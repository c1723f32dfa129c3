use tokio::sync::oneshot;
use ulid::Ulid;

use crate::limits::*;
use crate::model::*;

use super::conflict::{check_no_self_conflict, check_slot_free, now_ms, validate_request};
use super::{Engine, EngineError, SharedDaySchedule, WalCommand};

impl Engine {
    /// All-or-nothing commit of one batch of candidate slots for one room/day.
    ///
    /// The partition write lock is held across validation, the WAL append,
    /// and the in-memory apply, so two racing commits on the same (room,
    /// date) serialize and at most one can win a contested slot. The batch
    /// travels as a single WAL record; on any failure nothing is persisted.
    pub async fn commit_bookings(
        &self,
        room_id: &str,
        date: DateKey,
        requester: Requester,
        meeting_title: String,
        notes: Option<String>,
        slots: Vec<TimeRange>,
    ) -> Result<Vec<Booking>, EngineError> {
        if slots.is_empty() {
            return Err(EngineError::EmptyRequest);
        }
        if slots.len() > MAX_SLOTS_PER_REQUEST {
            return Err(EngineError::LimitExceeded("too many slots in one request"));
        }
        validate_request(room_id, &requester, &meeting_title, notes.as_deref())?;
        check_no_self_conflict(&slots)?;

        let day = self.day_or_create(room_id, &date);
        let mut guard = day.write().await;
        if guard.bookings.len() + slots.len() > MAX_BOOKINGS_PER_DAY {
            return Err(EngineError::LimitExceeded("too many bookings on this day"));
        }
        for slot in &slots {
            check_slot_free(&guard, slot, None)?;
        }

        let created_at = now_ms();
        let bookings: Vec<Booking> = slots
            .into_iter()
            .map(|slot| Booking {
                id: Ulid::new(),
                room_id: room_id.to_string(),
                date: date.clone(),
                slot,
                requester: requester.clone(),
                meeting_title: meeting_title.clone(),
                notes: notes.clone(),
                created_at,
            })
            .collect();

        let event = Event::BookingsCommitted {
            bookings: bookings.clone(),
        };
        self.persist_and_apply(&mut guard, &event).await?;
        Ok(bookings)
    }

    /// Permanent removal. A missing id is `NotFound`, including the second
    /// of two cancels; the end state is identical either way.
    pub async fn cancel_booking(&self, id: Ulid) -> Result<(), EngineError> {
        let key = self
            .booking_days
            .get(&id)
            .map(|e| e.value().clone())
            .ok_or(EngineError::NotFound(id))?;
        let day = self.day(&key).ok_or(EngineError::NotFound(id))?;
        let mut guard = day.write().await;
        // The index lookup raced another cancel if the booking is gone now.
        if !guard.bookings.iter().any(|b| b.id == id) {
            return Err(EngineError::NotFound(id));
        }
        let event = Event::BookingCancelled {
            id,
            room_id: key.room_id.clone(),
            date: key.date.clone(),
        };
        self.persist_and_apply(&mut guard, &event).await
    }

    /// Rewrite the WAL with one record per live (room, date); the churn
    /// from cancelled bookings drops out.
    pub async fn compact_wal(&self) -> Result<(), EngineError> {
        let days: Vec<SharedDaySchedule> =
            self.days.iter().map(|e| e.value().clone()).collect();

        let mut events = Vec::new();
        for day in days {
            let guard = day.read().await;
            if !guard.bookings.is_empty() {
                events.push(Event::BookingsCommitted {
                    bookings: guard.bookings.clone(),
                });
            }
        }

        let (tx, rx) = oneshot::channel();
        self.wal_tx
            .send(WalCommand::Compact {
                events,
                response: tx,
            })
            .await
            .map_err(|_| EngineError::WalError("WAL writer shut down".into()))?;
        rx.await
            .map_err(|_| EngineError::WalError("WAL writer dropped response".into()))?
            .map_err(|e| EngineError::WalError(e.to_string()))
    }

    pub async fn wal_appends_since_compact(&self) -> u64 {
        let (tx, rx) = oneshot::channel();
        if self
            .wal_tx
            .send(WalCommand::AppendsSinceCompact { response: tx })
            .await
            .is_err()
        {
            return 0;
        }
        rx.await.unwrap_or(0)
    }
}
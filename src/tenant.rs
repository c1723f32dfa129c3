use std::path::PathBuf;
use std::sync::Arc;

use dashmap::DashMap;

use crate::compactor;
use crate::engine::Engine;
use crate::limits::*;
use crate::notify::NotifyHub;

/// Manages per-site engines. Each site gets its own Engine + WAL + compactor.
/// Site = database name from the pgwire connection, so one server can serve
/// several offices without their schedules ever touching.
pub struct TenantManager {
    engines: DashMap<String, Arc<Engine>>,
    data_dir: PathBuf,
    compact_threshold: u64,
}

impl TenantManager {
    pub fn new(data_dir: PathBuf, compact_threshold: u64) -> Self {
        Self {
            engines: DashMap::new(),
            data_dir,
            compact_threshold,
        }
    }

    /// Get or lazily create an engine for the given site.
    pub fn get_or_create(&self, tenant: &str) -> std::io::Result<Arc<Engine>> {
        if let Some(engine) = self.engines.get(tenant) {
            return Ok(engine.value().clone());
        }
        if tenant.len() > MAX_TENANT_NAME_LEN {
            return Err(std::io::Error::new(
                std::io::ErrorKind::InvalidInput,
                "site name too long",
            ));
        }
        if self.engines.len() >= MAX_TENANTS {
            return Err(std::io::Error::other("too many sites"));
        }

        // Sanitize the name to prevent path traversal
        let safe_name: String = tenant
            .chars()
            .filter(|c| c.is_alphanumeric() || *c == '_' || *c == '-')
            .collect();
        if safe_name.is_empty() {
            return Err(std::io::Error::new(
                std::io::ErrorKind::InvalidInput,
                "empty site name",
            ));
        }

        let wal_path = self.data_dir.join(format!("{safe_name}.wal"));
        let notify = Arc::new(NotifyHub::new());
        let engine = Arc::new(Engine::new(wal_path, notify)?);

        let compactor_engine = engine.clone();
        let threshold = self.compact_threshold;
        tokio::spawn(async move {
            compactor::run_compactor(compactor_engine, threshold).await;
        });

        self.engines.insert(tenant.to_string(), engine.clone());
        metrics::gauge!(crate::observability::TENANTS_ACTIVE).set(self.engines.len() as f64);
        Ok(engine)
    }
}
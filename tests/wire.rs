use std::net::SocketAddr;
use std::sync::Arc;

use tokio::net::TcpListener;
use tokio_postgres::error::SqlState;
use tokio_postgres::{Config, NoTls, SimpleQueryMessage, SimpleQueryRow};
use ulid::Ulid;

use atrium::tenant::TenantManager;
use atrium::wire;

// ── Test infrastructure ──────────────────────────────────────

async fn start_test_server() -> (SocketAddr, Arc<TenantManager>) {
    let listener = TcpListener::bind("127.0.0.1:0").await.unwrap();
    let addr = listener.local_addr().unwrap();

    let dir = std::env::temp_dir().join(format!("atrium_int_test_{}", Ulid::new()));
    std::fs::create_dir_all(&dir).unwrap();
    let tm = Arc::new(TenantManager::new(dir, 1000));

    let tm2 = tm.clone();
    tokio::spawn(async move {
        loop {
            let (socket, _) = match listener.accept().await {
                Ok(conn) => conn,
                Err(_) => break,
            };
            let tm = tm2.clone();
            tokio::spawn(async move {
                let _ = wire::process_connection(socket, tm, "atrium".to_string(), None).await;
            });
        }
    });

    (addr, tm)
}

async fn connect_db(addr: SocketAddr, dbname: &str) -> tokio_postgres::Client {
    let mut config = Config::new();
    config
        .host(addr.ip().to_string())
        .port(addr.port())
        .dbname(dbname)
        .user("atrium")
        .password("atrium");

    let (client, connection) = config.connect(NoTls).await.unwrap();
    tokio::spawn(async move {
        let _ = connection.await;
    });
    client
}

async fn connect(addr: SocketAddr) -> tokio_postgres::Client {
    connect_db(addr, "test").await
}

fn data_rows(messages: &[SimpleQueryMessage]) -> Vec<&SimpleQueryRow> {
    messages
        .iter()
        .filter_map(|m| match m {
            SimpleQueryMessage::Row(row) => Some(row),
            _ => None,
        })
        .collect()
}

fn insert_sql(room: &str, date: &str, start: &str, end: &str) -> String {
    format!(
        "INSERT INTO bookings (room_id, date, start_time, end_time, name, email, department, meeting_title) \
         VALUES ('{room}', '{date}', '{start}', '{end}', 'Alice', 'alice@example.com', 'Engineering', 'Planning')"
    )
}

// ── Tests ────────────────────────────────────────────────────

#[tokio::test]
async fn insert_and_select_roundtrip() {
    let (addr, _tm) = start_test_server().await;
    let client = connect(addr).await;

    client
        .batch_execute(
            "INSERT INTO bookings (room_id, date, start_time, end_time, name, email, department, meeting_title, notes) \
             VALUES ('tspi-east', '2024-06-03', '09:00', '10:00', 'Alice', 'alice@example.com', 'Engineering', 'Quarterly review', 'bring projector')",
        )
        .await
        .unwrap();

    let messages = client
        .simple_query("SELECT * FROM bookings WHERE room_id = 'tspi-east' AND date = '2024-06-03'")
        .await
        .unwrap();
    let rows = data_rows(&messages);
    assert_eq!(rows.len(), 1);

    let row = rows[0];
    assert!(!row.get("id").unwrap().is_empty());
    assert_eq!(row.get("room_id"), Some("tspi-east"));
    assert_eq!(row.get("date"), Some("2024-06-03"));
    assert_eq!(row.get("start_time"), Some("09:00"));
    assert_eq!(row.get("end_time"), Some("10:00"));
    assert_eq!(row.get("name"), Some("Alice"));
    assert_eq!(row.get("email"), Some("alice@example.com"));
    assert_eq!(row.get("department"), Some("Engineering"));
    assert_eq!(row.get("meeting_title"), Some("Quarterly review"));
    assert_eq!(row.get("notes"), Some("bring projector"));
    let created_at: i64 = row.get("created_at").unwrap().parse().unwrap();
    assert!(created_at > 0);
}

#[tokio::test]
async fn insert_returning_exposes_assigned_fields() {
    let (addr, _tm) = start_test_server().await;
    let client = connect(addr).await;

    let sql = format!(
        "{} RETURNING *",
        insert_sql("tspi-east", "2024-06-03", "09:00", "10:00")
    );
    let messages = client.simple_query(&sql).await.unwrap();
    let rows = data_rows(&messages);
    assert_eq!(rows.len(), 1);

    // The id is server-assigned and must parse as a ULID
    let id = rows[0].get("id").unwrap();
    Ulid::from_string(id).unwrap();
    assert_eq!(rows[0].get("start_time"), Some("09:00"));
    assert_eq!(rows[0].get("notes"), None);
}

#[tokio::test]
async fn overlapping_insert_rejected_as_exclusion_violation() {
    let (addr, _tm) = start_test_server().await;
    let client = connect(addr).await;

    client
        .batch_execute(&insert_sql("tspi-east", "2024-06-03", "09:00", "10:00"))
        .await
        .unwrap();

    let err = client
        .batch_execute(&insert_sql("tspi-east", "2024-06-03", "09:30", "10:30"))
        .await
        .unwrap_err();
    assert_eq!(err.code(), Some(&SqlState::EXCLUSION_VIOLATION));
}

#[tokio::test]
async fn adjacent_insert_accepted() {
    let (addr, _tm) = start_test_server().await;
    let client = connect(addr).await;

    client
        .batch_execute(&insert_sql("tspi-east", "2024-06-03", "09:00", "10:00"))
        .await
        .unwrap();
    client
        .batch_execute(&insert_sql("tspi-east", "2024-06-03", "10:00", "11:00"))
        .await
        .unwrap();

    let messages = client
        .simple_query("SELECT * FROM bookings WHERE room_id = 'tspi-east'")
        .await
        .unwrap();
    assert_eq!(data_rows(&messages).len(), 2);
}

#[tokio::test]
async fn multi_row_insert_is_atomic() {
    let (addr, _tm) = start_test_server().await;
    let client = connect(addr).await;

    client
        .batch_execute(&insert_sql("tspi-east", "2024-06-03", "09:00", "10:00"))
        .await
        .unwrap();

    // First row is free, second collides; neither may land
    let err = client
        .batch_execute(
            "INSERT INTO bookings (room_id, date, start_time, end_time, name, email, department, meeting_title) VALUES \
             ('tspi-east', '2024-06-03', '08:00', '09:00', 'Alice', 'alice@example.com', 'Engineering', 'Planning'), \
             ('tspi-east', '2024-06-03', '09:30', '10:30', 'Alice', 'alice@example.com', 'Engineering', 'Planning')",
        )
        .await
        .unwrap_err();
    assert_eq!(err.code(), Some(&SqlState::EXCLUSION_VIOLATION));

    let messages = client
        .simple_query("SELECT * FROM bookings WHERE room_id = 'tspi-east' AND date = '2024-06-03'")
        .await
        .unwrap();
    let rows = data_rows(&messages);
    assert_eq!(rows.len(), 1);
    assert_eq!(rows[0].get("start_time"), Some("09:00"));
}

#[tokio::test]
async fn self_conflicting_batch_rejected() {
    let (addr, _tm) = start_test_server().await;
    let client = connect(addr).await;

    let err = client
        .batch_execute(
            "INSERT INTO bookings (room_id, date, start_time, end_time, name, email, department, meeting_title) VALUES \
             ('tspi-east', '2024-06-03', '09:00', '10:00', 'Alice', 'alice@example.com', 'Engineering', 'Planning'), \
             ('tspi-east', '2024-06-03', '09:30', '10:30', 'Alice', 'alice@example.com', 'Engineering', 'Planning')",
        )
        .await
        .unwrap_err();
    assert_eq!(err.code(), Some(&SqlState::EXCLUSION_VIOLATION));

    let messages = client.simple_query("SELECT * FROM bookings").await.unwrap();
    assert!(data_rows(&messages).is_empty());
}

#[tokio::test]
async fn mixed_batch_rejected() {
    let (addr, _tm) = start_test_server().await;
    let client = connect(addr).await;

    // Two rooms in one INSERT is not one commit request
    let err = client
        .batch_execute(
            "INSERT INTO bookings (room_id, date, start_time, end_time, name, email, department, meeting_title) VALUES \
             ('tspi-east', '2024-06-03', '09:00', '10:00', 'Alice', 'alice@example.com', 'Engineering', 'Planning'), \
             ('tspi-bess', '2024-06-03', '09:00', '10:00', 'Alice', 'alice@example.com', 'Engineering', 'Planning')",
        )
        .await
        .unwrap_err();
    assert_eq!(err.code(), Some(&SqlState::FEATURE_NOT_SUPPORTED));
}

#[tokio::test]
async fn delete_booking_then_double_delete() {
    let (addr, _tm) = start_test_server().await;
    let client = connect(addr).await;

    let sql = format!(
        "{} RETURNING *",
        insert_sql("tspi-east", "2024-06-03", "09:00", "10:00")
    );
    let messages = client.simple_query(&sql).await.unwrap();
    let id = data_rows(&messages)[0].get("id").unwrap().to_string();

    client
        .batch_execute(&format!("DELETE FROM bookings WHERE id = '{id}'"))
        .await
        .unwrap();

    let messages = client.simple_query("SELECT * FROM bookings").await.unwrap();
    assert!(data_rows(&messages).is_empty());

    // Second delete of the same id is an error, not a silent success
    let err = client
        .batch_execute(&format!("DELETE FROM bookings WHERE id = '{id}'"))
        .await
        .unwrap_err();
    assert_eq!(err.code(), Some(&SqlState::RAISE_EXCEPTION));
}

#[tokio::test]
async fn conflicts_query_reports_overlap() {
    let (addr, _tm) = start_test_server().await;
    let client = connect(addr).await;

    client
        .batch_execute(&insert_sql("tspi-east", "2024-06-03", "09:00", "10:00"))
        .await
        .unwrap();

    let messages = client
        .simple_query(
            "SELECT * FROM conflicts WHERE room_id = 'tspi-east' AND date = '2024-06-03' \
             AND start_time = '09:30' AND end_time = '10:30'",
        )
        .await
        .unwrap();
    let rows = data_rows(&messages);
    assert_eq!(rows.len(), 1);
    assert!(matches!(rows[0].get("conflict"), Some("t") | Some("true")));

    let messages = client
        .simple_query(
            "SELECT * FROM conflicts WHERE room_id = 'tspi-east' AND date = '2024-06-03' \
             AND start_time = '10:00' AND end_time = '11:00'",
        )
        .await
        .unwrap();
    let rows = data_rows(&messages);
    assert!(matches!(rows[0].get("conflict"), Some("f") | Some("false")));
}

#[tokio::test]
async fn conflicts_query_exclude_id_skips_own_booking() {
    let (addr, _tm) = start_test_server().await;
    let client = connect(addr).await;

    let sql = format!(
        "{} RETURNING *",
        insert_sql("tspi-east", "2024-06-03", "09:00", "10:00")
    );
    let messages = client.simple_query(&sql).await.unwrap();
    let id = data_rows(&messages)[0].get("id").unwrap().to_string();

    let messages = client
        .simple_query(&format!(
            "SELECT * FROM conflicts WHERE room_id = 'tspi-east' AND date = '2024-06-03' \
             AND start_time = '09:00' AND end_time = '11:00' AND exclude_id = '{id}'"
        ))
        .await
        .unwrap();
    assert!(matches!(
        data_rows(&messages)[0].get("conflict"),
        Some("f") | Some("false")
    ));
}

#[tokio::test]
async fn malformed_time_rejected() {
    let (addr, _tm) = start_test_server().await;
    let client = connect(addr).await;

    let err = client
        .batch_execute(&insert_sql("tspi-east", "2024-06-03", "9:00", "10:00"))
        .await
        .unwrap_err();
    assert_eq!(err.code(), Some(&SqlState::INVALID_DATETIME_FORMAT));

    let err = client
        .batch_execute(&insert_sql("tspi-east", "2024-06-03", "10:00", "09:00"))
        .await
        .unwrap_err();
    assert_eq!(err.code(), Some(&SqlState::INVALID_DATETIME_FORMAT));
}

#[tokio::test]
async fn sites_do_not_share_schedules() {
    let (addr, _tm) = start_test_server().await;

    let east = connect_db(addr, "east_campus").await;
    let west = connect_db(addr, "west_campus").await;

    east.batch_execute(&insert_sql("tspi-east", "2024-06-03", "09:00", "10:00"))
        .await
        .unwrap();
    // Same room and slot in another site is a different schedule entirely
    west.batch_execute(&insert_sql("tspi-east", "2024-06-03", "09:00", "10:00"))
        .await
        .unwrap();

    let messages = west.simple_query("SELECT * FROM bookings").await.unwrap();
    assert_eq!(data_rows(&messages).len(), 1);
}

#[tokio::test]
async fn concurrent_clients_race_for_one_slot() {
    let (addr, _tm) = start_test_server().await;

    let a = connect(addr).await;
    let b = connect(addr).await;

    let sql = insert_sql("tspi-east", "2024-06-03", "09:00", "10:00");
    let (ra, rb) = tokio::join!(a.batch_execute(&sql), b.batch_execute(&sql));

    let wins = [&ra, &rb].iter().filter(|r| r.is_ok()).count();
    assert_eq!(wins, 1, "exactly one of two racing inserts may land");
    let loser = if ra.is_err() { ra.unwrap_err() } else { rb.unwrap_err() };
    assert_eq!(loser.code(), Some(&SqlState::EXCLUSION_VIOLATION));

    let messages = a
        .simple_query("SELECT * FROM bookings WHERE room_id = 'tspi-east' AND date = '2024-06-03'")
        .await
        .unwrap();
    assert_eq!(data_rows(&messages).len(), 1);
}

* * * * * * *

Work request »
Please restate the records word for word. Go from the first line to the line with "nothing is persisted." and include both.

Finished task »
repository c1723f32dfa129c3
use tokio::sync::oneshot;
use ulid::Ulid;

use crate::limits::*;
use crate::model::*;

use super::conflict::{check_no_self_conflict, check_slot_free, now_ms, validate_request};
use super::{Engine, EngineError, SharedDaySchedule, WalCommand};

impl Engine {
    /// All-or-nothing commit of one batch of candidate slots for one room/day.
    ///
    /// The partition write lock is held across validation, the WAL append,
    /// and the in-memory apply, so two racing commits on the same (room,
    /// date) serialize and at most one can win a contested slot. The batch
    /// travels as a single WAL record; on any failure nothing is persisted.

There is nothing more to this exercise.